-------- DATA EXTRACT

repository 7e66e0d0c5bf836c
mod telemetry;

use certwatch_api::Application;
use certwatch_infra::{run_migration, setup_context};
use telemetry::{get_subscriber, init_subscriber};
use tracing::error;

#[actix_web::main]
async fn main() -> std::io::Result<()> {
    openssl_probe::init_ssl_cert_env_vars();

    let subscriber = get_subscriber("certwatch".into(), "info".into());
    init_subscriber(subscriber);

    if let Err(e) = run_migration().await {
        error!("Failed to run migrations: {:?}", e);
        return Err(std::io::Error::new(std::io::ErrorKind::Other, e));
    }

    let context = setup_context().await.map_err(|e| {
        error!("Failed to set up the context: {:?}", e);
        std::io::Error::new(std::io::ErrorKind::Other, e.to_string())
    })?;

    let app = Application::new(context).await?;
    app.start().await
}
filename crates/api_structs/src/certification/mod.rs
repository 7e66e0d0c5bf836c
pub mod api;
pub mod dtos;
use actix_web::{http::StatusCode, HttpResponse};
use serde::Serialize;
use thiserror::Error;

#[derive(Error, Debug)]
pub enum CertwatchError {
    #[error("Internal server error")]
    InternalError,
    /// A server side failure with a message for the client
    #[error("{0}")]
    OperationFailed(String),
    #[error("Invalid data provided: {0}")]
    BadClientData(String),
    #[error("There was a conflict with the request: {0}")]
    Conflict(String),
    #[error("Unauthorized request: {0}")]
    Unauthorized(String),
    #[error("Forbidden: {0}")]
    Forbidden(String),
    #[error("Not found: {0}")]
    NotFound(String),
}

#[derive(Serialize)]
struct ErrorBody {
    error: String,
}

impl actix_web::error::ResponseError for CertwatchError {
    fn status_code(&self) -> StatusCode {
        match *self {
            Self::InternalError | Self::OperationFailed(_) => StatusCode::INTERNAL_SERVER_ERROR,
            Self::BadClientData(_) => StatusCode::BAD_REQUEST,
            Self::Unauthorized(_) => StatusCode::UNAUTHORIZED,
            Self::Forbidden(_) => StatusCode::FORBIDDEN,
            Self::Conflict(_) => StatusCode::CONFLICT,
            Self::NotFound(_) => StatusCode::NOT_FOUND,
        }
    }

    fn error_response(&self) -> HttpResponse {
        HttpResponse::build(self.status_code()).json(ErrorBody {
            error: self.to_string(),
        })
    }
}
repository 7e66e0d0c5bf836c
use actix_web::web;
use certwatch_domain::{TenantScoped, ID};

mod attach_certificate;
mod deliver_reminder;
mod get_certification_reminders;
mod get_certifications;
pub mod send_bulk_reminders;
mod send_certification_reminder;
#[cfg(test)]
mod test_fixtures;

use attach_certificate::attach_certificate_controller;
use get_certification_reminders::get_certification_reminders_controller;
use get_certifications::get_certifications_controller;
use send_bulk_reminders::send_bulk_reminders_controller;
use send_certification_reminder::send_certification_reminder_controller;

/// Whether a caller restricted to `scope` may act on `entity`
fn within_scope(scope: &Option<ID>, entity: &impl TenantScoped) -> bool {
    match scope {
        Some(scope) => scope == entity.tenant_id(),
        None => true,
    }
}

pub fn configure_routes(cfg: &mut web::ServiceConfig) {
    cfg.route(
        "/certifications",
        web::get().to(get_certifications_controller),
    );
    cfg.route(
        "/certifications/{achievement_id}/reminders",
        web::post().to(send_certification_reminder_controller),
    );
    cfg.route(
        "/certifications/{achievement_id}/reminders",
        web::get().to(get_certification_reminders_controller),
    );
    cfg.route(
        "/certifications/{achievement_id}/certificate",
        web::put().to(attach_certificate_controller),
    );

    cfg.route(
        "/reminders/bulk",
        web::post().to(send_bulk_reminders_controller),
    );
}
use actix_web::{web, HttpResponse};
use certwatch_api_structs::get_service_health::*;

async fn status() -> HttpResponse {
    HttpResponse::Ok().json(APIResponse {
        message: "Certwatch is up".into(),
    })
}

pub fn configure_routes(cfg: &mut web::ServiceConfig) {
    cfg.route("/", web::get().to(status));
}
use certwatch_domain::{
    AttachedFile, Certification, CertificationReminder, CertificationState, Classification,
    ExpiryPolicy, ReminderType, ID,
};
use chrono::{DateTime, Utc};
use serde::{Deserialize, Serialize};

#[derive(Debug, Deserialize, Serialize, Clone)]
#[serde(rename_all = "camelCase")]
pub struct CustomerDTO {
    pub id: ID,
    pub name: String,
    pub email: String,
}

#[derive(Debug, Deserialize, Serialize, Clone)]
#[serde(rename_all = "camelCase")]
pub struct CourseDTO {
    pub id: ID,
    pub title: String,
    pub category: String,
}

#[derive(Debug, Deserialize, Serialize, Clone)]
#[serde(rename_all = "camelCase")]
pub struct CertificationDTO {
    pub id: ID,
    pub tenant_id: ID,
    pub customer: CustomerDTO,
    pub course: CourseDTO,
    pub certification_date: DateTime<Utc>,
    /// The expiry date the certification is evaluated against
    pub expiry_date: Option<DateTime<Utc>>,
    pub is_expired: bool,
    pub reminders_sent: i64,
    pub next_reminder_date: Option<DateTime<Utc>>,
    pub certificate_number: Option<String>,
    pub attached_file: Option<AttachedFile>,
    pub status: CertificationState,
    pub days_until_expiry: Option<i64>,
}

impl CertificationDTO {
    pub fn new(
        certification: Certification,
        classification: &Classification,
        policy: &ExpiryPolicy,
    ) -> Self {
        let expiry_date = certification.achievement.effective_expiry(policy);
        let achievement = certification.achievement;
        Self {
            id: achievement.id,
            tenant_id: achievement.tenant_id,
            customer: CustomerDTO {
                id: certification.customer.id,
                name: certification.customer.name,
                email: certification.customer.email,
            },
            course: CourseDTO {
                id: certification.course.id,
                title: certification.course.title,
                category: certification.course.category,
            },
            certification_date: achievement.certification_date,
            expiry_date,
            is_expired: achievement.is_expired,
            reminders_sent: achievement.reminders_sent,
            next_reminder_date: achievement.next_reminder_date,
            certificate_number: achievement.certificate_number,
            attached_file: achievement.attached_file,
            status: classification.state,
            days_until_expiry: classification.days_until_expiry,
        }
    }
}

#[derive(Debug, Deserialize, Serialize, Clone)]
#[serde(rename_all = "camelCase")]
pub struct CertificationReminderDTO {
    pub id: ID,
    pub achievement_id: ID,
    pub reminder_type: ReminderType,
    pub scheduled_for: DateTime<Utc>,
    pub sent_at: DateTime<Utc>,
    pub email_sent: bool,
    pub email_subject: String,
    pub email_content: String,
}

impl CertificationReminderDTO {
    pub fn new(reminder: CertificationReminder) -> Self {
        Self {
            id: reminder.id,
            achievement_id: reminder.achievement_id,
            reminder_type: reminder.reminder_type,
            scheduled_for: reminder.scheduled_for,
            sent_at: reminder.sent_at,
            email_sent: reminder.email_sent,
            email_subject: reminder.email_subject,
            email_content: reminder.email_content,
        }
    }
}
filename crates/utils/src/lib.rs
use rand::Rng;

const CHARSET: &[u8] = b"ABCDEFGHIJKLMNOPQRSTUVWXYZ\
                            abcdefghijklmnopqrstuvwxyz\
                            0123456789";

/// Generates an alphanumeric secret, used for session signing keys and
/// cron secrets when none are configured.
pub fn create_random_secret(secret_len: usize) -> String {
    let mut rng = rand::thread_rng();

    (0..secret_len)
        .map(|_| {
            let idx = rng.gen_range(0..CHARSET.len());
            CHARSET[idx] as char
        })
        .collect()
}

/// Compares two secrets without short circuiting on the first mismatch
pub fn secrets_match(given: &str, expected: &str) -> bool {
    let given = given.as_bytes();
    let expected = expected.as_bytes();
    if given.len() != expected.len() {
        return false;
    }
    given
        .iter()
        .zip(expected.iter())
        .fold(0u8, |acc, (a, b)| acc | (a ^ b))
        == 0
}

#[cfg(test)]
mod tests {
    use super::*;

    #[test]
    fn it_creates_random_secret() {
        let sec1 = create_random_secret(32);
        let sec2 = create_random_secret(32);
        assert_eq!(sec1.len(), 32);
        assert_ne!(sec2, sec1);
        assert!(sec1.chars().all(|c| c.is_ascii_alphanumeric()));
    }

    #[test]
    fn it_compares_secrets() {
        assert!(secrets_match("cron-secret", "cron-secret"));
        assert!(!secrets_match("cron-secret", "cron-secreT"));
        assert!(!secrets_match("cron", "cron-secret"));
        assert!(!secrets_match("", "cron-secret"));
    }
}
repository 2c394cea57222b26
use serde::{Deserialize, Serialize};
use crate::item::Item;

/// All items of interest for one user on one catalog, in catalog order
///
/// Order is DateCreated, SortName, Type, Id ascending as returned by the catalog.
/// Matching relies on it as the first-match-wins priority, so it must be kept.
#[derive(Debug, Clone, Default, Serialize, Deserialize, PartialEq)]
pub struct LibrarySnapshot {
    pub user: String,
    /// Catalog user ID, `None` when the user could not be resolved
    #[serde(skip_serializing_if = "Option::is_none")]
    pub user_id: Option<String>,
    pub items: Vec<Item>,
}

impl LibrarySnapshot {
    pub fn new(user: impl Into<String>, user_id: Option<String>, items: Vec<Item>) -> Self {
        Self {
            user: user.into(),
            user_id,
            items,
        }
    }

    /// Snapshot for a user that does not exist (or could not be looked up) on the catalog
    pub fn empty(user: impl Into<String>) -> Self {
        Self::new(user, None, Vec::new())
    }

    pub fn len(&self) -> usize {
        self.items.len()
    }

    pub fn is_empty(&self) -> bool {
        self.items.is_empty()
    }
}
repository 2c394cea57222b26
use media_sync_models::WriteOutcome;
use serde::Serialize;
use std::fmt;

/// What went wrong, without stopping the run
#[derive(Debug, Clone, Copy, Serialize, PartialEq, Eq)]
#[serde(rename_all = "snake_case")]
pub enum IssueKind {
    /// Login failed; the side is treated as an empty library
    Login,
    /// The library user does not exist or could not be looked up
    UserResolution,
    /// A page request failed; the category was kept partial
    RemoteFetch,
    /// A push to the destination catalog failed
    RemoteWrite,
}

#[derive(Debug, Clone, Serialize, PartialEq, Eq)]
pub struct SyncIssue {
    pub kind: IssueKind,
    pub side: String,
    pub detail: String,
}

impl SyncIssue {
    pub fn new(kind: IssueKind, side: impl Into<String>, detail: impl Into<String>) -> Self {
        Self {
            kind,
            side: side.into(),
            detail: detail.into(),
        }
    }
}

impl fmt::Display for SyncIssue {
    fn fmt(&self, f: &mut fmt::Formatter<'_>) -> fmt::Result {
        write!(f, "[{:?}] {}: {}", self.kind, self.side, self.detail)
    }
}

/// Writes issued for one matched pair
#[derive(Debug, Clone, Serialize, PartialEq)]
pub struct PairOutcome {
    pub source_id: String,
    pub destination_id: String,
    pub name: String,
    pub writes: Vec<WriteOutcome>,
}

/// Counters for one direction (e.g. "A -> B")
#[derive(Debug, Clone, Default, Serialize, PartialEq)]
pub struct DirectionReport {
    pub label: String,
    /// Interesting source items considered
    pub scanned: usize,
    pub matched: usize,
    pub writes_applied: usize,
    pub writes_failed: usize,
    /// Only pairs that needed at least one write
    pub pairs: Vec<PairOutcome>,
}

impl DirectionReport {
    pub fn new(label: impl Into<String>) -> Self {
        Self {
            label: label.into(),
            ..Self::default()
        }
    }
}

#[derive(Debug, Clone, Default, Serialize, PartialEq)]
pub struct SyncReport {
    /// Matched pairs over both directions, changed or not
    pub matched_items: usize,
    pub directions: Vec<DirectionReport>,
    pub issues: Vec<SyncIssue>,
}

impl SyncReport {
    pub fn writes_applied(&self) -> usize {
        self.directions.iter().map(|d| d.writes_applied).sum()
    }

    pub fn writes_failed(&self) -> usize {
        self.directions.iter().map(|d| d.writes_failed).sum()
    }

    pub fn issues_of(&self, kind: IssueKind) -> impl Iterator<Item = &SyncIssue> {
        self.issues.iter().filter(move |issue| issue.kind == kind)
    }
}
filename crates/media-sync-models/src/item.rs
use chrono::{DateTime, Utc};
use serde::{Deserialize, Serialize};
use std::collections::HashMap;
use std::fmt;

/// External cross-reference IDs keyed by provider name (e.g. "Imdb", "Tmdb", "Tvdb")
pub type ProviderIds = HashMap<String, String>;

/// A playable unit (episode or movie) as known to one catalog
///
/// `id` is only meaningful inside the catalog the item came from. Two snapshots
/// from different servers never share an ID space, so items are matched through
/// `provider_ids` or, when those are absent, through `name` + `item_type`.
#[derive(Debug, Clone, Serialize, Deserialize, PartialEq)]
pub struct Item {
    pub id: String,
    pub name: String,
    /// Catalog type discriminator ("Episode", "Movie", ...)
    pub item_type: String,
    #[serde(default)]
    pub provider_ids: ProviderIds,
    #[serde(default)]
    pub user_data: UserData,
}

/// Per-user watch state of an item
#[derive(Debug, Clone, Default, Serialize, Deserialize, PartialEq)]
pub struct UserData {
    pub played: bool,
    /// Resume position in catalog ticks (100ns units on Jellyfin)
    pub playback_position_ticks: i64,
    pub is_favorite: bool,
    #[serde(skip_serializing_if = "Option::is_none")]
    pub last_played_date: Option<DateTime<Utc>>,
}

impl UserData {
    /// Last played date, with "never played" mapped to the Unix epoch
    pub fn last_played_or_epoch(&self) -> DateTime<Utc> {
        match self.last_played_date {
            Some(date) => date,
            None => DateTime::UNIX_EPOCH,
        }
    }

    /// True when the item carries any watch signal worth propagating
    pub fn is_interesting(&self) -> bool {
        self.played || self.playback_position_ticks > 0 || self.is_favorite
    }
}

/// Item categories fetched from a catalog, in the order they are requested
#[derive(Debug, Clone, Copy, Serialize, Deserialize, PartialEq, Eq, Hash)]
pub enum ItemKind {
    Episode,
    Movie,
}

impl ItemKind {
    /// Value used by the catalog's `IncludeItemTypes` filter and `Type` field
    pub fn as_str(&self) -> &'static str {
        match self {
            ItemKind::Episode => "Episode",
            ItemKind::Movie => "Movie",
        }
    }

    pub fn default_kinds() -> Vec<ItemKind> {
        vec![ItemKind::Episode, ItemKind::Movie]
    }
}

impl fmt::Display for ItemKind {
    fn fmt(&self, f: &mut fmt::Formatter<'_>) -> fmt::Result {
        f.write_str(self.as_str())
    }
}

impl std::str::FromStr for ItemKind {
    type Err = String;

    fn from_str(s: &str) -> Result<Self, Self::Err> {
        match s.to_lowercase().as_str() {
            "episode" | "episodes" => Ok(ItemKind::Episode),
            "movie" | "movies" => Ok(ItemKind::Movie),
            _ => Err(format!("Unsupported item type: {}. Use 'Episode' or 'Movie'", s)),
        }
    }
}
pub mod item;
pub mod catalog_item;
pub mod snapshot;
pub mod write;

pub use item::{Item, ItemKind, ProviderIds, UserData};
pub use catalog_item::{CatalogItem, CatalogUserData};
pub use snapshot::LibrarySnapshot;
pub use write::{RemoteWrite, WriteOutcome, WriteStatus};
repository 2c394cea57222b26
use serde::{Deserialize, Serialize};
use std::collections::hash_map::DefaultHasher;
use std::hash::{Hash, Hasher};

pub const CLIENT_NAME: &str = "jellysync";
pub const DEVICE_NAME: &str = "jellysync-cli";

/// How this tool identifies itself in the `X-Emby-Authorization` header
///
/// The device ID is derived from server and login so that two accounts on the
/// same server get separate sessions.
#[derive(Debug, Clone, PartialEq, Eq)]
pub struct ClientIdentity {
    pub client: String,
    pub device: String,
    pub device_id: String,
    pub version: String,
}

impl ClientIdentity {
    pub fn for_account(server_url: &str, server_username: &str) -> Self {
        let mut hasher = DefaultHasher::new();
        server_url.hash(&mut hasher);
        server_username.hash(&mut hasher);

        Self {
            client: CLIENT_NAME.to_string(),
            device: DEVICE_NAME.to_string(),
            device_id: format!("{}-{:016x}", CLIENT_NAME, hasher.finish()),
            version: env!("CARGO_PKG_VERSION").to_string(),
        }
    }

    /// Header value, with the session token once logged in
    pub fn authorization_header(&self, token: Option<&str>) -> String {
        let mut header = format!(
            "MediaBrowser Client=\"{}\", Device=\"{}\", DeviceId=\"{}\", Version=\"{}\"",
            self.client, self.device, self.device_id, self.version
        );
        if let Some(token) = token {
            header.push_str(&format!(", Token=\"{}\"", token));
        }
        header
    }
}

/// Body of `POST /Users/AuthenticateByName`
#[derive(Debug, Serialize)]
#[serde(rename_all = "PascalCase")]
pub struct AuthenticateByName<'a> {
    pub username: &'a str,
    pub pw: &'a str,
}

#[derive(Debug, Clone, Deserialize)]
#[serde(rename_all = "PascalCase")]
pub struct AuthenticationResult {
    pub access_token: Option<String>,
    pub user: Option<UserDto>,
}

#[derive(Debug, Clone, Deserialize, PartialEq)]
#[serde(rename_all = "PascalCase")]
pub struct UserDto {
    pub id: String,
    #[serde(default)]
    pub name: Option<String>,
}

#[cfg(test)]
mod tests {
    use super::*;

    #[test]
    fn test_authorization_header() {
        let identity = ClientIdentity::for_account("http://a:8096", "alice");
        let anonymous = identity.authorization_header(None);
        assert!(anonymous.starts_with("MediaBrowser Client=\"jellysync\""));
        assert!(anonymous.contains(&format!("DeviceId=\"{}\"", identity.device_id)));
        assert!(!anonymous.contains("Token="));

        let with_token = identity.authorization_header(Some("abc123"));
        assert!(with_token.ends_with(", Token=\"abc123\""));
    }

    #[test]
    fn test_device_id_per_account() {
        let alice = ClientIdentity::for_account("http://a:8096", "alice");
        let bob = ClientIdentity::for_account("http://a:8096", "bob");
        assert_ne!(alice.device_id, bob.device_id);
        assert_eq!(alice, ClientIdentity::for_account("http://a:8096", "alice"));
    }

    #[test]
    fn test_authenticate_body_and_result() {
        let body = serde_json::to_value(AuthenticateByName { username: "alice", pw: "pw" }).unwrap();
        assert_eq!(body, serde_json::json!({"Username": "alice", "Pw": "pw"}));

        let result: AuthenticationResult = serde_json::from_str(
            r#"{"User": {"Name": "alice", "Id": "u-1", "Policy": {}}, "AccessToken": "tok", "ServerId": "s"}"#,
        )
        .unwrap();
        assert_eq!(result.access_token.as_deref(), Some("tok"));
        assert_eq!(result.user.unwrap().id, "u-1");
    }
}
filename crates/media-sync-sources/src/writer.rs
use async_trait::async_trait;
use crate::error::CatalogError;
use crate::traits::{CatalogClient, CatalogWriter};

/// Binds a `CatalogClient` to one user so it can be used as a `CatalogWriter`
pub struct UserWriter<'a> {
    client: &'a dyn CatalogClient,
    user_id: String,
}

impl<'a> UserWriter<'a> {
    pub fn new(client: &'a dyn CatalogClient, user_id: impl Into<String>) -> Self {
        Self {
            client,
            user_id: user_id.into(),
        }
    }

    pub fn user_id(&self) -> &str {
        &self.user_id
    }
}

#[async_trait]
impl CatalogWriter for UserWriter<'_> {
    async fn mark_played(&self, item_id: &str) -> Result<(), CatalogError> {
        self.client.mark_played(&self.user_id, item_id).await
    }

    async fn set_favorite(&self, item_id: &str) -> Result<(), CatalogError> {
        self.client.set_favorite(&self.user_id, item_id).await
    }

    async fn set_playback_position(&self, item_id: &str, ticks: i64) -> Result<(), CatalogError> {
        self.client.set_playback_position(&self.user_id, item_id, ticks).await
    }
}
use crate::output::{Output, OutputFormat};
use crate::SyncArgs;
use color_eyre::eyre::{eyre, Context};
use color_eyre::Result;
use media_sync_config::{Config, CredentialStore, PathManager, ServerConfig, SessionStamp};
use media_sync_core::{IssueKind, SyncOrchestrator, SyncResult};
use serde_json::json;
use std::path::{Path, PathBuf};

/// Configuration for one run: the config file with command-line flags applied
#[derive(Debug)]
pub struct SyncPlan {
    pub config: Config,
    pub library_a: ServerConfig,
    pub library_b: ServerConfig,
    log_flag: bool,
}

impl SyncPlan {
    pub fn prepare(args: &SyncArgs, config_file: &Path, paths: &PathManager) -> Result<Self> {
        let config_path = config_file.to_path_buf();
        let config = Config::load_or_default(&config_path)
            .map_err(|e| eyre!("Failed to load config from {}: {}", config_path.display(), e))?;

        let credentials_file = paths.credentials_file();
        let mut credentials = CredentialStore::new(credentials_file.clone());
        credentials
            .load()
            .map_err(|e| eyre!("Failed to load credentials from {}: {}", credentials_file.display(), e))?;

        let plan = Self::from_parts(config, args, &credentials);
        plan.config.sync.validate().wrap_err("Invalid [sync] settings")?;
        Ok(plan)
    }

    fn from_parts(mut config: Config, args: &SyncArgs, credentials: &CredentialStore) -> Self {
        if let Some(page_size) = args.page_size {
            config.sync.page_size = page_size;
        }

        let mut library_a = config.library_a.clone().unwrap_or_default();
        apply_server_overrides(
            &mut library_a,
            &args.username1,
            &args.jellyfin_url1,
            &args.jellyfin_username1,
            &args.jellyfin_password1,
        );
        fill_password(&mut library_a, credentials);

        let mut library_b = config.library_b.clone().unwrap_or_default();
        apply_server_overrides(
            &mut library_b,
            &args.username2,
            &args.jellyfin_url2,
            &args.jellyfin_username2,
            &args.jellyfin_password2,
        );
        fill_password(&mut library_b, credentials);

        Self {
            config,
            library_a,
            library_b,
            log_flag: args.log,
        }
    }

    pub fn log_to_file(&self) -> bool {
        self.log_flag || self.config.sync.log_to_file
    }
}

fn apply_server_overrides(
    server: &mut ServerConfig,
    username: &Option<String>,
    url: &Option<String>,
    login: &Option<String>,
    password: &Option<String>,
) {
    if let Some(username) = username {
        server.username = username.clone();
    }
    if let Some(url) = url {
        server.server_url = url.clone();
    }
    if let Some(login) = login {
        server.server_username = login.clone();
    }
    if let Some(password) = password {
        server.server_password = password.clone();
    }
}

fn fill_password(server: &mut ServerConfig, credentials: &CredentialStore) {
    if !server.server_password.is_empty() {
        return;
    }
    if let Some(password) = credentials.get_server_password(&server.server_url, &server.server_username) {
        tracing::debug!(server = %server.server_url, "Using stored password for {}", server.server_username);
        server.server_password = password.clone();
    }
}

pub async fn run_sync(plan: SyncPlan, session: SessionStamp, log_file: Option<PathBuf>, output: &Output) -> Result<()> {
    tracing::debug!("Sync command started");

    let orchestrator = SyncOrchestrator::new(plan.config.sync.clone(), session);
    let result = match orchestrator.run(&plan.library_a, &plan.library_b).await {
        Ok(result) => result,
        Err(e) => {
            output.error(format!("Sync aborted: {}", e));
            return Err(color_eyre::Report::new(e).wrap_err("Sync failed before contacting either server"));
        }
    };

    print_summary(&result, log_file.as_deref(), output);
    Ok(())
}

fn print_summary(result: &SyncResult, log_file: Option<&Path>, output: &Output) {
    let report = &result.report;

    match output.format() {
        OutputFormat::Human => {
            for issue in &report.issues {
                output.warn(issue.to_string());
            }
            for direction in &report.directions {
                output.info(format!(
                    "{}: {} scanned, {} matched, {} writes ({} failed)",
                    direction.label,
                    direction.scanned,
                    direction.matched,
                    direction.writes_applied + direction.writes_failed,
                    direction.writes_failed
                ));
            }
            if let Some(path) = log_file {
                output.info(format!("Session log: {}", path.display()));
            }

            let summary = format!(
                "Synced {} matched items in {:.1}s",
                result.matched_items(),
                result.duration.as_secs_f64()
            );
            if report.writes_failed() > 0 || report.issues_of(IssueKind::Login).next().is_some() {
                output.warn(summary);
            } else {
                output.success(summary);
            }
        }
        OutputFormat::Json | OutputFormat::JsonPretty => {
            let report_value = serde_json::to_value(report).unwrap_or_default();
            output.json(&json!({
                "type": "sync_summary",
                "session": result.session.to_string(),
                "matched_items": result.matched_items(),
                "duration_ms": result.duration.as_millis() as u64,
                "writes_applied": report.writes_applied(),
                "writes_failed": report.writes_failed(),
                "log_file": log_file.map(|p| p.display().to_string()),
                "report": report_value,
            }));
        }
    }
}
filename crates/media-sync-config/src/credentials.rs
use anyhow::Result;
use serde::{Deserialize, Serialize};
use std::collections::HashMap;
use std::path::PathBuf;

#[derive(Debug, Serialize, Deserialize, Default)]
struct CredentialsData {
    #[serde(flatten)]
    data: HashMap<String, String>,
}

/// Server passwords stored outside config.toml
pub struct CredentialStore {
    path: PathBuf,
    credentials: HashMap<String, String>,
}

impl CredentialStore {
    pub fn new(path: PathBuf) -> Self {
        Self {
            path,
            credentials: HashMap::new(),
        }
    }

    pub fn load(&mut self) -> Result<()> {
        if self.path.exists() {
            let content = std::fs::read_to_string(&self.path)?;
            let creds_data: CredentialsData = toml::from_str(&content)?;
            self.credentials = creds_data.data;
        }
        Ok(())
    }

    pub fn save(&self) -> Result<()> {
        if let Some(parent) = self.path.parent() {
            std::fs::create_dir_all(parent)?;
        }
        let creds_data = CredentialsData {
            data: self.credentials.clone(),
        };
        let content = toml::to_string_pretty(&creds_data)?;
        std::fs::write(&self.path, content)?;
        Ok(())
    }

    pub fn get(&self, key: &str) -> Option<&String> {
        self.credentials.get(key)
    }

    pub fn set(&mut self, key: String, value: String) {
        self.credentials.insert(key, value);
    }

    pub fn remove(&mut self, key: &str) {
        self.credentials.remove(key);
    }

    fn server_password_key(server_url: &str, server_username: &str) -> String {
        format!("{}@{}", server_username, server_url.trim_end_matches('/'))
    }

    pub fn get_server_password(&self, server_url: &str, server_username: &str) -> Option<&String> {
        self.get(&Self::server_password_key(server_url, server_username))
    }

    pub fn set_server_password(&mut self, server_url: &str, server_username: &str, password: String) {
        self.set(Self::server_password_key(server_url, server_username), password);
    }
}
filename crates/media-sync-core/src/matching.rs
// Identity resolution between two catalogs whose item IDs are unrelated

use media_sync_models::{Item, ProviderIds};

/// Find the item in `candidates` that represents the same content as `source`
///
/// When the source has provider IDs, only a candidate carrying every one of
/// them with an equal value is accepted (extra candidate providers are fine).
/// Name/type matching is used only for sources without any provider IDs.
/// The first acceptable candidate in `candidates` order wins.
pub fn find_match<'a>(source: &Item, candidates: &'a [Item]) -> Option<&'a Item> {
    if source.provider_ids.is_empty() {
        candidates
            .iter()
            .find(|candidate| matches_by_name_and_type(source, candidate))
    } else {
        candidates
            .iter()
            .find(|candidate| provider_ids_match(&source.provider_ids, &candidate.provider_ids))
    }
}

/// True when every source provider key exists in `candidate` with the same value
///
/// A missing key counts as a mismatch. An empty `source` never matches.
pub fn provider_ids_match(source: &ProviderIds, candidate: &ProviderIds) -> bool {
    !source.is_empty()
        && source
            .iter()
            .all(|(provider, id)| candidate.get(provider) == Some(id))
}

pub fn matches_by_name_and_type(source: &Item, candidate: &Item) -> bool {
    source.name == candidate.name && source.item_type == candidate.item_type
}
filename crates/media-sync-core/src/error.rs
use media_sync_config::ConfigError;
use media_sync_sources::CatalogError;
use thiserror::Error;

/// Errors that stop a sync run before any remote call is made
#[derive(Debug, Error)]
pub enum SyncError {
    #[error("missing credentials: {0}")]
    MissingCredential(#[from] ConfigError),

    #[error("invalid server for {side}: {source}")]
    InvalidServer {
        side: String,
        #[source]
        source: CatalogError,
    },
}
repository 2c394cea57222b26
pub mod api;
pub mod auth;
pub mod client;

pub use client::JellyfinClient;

----------------

ABOUT THIS EXERCISE: Please write out exactly the lines from the start of the data through the line that contains "fn error_response(&self) ->", both ends included, and nothing else.

REPLY:
repository 7e66e0d0c5bf836c
mod telemetry;

use certwatch_api::Application;
use certwatch_infra::{run_migration, setup_context};
use telemetry::{get_subscriber, init_subscriber};
use tracing::error;

#[actix_web::main]
async fn main() -> std::io::Result<()> {
    openssl_probe::init_ssl_cert_env_vars();

    let subscriber = get_subscriber("certwatch".into(), "info".into());
    init_subscriber(subscriber);

    if let Err(e) = run_migration().await {
        error!("Failed to run migrations: {:?}", e);
        return Err(std::io::Error::new(std::io::ErrorKind::Other, e));
    }

    let context = setup_context().await.map_err(|e| {
        error!("Failed to set up the context: {:?}", e);
        std::io::Error::new(std::io::ErrorKind::Other, e.to_string())
    })?;

    let app = Application::new(context).await?;
    app.start().await
}
filename crates/api_structs/src/certification/mod.rs
repository 7e66e0d0c5bf836c
pub mod api;
pub mod dtos;
use actix_web::{http::StatusCode, HttpResponse};
use serde::Serialize;
use thiserror::Error;

#[derive(Error, Debug)]
pub enum CertwatchError {
    #[error("Internal server error")]
    InternalError,
    /// A server side failure with a message for the client
    #[error("{0}")]
    OperationFailed(String),
    #[error("Invalid data provided: {0}")]
    BadClientData(String),
    #[error("There was a conflict with the request: {0}")]
    Conflict(String),
    #[error("Unauthorized request: {0}")]
    Unauthorized(String),
    #[error("Forbidden: {0}")]
    Forbidden(String),
    #[error("Not found: {0}")]
    NotFound(String),
}

#[derive(Serialize)]
struct ErrorBody {
    error: String,
}

impl actix_web::error::ResponseError for CertwatchError {
    fn status_code(&self) -> StatusCode {
        match *self {
            Self::InternalError | Self::OperationFailed(_) => StatusCode::INTERNAL_SERVER_ERROR,
            Self::BadClientData(_) => StatusCode::BAD_REQUEST,
            Self::Unauthorized(_) => StatusCode::UNAUTHORIZED,
            Self::Forbidden(_) => StatusCode::FORBIDDEN,
            Self::Conflict(_) => StatusCode::CONFLICT,
            Self::NotFound(_) => StatusCode::NOT_FOUND,
        }
    }

    fn error_response(&self) -> HttpResponse {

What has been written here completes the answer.